Task item: Write down each entry again, exactly as it reads.

(Data entries)

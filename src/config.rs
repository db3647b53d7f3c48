//! Configuration types.

use std::path::PathBuf;
use std::str::FromStr;
use std::time::Duration;

use secrecy::SecretString;

use crate::error::ConfigError;
use crate::llm::{DEFAULT_MODEL_TIMEOUT, LlmBackend, LlmConfig};

/// Token budget and sampling temperature for one kind of model call.
#[derive(Debug, Clone, Copy, PartialEq)]
pub struct CallParams {
    pub max_tokens: u32,
    pub temperature: f32,
}

impl CallParams {
    pub const fn new(max_tokens: u32, temperature: f32) -> Self {
        Self {
            max_tokens,
            temperature,
        }
    }
}

/// Per-call model parameters and retrieval sizes.
#[derive(Debug, Clone)]
pub struct AssistantConfig {
    pub classify: CallParams,
    pub reword: CallParams,
    pub request: CallParams,
    pub checklist: CallParams,
    pub phone: CallParams,
    /// Messages of context given to the question rewriter.
    pub reword_context_messages: usize,
    /// Content items retrieved per checklist.
    pub checklist_top_k: usize,
    /// Phone candidates retrieved per lookup.
    pub phone_top_k: usize,
}

impl Default for AssistantConfig {
    fn default() -> Self {
        Self {
            classify: CallParams::new(30, 0.0),
            reword: CallParams::new(120, 0.3),
            request: CallParams::new(400, 0.4),
            checklist: CallParams::new(600, 0.4),
            phone: CallParams::new(60, 0.0),
            reword_context_messages: 5,
            checklist_top_k: 10,
            phone_top_k: 5,
        }
    }
}

/// Which embedder backs the knowledge store.
#[derive(Debug, Clone, Copy, PartialEq, Eq)]
pub enum EmbedderBackend {
    /// Offline hashed bag-of-words.
    Hash,
    /// OpenAI embedding model via rig-core.
    OpenAi,
}

impl FromStr for EmbedderBackend {
    type Err = ConfigError;

    fn from_str(s: &str) -> Result<Self, Self::Err> {
        match s.trim().to_ascii_lowercase().as_str() {
            "hash" => Ok(Self::Hash),
            "openai" | "open_ai" => Ok(Self::OpenAi),
            other => Err(ConfigError::InvalidValue {
                key: "INTAKE_ASSIST_EMBEDDER".to_string(),
                message: format!("unknown embedder '{other}' (expected hash or openai)"),
            }),
        }
    }
}

/// Process configuration, read from the environment.
#[derive(Debug, Clone)]
pub struct AppConfig {
    pub llm: LlmConfig,
    pub model_timeout: Duration,
    pub db_path: PathBuf,
    pub embedder: EmbedderBackend,
    pub embedding_model: String,
    /// Only needed when `embedder` is OpenAi.
    pub openai_api_key: Option<SecretString>,
    /// JSON flow definitions; the built-in flows are used when unset.
    pub flows_path: Option<PathBuf>,
    /// Directory for daily rolling log files.
    pub log_dir: Option<PathBuf>,
    pub assistant: AssistantConfig,
}

impl AppConfig {
    /// Load `.env` (if present) and read the process environment.
    pub fn from_env() -> Result<Self, ConfigError> {
        let _ = dotenvy::dotenv();
        Self::from_lookup(|key| std::env::var(key).ok())
    }

    /// Build from an arbitrary key lookup. Empty values count as unset.
    pub fn from_lookup(lookup: impl Fn(&str) -> Option<String>) -> Result<Self, ConfigError> {
        let get = |key: &str| lookup(key).filter(|v| !v.trim().is_empty());

        let backend: LlmBackend = get("INTAKE_ASSIST_LLM_BACKEND")
            .map(|v| v.parse())
            .transpose()?
            .unwrap_or(LlmBackend::Anthropic);

        let api_key = get(backend.api_key_var())
            .ok_or_else(|| ConfigError::MissingEnvVar(backend.api_key_var().to_string()))?;

        let model = get("INTAKE_ASSIST_MODEL").unwrap_or_else(|| backend.default_model().to_string());

        let model_timeout = match get("INTAKE_ASSIST_MODEL_TIMEOUT_SECS") {
            Some(raw) => {
                let secs: u64 = raw.trim().parse().map_err(|_| ConfigError::InvalidValue {
                    key: "INTAKE_ASSIST_MODEL_TIMEOUT_SECS".to_string(),
                    message: format!("'{raw}' is not a whole number of seconds"),
                })?;
                if secs == 0 {
                    return Err(ConfigError::InvalidValue {
                        key: "INTAKE_ASSIST_MODEL_TIMEOUT_SECS".to_string(),
                        message: "timeout must be positive".to_string(),
                    });
                }
                Duration::from_secs(secs)
            }
            None => DEFAULT_MODEL_TIMEOUT,
        };

        let embedder: EmbedderBackend = get("INTAKE_ASSIST_EMBEDDER")
            .map(|v| v.parse())
            .transpose()?
            .unwrap_or(EmbedderBackend::Hash);

        let openai_api_key = get("OPENAI_API_KEY").map(SecretString::from);
        if embedder == EmbedderBackend::OpenAi && openai_api_key.is_none() {
            return Err(ConfigError::MissingEnvVar("OPENAI_API_KEY".to_string()));
        }

        Ok(Self {
            llm: LlmConfig {
                backend,
                api_key: SecretString::from(api_key),
                model,
            },
            model_timeout,
            db_path: get("INTAKE_ASSIST_DB_PATH")
                .map(PathBuf::from)
                .unwrap_or_else(|| PathBuf::from("./data/intake-assist.db")),
            embedder,
            embedding_model: get("INTAKE_ASSIST_EMBEDDING_MODEL")
                .unwrap_or_else(|| "text-embedding-3-small".to_string()),
            openai_api_key,
            flows_path: get("INTAKE_ASSIST_FLOWS_PATH").map(PathBuf::from),
            log_dir: get("INTAKE_ASSIST_LOG_DIR").map(PathBuf::from),
            assistant: AssistantConfig::default(),
        })
    }
}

Exercise output:
filename src/config.rs
repository db3647b53d7f3c48
//! Configuration types.

use std::path::PathBuf;
use std::str::FromStr;
use std::time::Duration;

use secrecy::SecretString;

use crate::error::ConfigError;
use crate::llm::{DEFAULT_MODEL_TIMEOUT, LlmBackend, LlmConfig};

/// Token budget and sampling temperature for one kind of model call.
#[derive(Debug, Clone, Copy, PartialEq)]
pub struct CallParams {
    pub max_tokens: u32,
    pub temperature: f32,
}

impl CallParams {
    pub const fn new(max_tokens: u32, temperature: f32) -> Self {
        Self {
            max_tokens,
            temperature,
        }
    }
}

/// Per-call model parameters and retrieval sizes.
#[derive(Debug, Clone)]
pub struct AssistantConfig {
    pub classify: CallParams,
    pub reword: CallParams,
    pub request: CallParams,
    pub checklist: CallParams,
    pub phone: CallParams,
    /// Messages of context given to the question rewriter.
    pub reword_context_messages: usize,
    /// Content items retrieved per checklist.
    pub checklist_top_k: usize,
    /// Phone candidates retrieved per lookup.
    pub phone_top_k: usize,
}

impl Default for AssistantConfig {
    fn default() -> Self {
        Self {
            classify: CallParams::new(30, 0.0),
            reword: CallParams::new(120, 0.3),
            request: CallParams::new(400, 0.4),
            checklist: CallParams::new(600, 0.4),
            phone: CallParams::new(60, 0.0),
            reword_context_messages: 5,
            checklist_top_k: 10,
            phone_top_k: 5,
        }
    }
}

/// Which embedder backs the knowledge store.
#[derive(Debug, Clone, Copy, PartialEq, Eq)]
pub enum EmbedderBackend {
    /// Offline hashed bag-of-words.
    Hash,
    /// OpenAI embedding model via rig-core.
    OpenAi,
}

impl FromStr for EmbedderBackend {
    type Err = ConfigError;

    fn from_str(s: &str) -> Result<Self, Self::Err> {
        match s.trim().to_ascii_lowercase().as_str() {
            "hash" => Ok(Self::Hash),
            "openai" | "open_ai" => Ok(Self::OpenAi),
            other => Err(ConfigError::InvalidValue {
                key: "INTAKE_ASSIST_EMBEDDER".to_string(),
                message: format!("unknown embedder '{other}' (expected hash or openai)"),
            }),
        }
    }
}

/// Process configuration, read from the environment.
#[derive(Debug, Clone)]
pub struct AppConfig {
    pub llm: LlmConfig,
    pub model_timeout: Duration,
    pub db_path: PathBuf,
    pub embedder: EmbedderBackend,
    pub embedding_model: String,
    /// Only needed when `embedder` is OpenAi.
    pub openai_api_key: Option<SecretString>,
    /// JSON flow definitions; the built-in flows are used when unset.
    pub flows_path: Option<PathBuf>,
    /// Directory for daily rolling log files.
    pub log_dir: Option<PathBuf>,
    pub assistant: AssistantConfig,
}

impl AppConfig {
    /// Load `.env` (if present) and read the process environment.
    pub fn from_env() -> Result<Self, ConfigError> {
        let _ = dotenvy::dotenv();
        Self::from_lookup(|key| std::env::var(key).ok())
    }

    /// Build from an arbitrary key lookup. Empty values count as unset.
    pub fn from_lookup(lookup: impl Fn(&str) -> Option<String>) -> Result<Self, ConfigError> {
        let get = |key: &str| lookup(key).filter(|v| !v.trim().is_empty());

        let backend: LlmBackend = get("INTAKE_ASSIST_LLM_BACKEND")
            .map(|v| v.parse())
            .transpose()?
            .unwrap_or(LlmBackend::Anthropic);

        let api_key = get(backend.api_key_var())
            .ok_or_else(|| ConfigError::MissingEnvVar(backend.api_key_var().to_string()))?;

        let model = get("INTAKE_ASSIST_MODEL").unwrap_or_else(|| backend.default_model().to_string());

        let model_timeout = match get("INTAKE_ASSIST_MODEL_TIMEOUT_SECS") {
            Some(raw) => {
                let secs: u64 = raw.trim().parse().map_err(|_| ConfigError::InvalidValue {
                    key: "INTAKE_ASSIST_MODEL_TIMEOUT_SECS".to_string(),
                    message: format!("'{raw}' is not a whole number of seconds"),
                })?;
                if secs == 0 {
                    return Err(ConfigError::InvalidValue {
                        key: "INTAKE_ASSIST_MODEL_TIMEOUT_SECS".to_string(),
                        message: "timeout must be positive".to_string(),
                    });
                }
                Duration::from_secs(secs)
            }
            None => DEFAULT_MODEL_TIMEOUT,
        };

        let embedder: EmbedderBackend = get("INTAKE_ASSIST_EMBEDDER")
            .map(|v| v.parse())
            .transpose()?
            .unwrap_or(EmbedderBackend::Hash);

        let openai_api_key = get("OPENAI_API_KEY").map(SecretString::from);
        if embedder == EmbedderBackend::OpenAi && openai_api_key.is_none() {
            return Err(ConfigError::MissingEnvVar("OPENAI_API_KEY".to_string()));
        }

        Ok(Self {
            llm: LlmConfig {
                backend,
                api_key: SecretString::from(api_key),
                model,
            },
            model_timeout,
            db_path: get("INTAKE_ASSIST_DB_PATH")
                .map(PathBuf::from)
                .unwrap_or_else(|| PathBuf::from("./data/intake-assist.db")),
            embedder,
            embedding_model: get("INTAKE_ASSIST_EMBEDDING_MODEL")
                .unwrap_or_else(|| "text-embedding-3-small".to_string()),
            openai_api_key,
            flows_path: get("INTAKE_ASSIST_FLOWS_PATH").map(PathBuf::from),
            log_dir: get("INTAKE_ASSIST_LOG_DIR").map(PathBuf::from),
            assistant: AssistantConfig::default(),
        })
    }
}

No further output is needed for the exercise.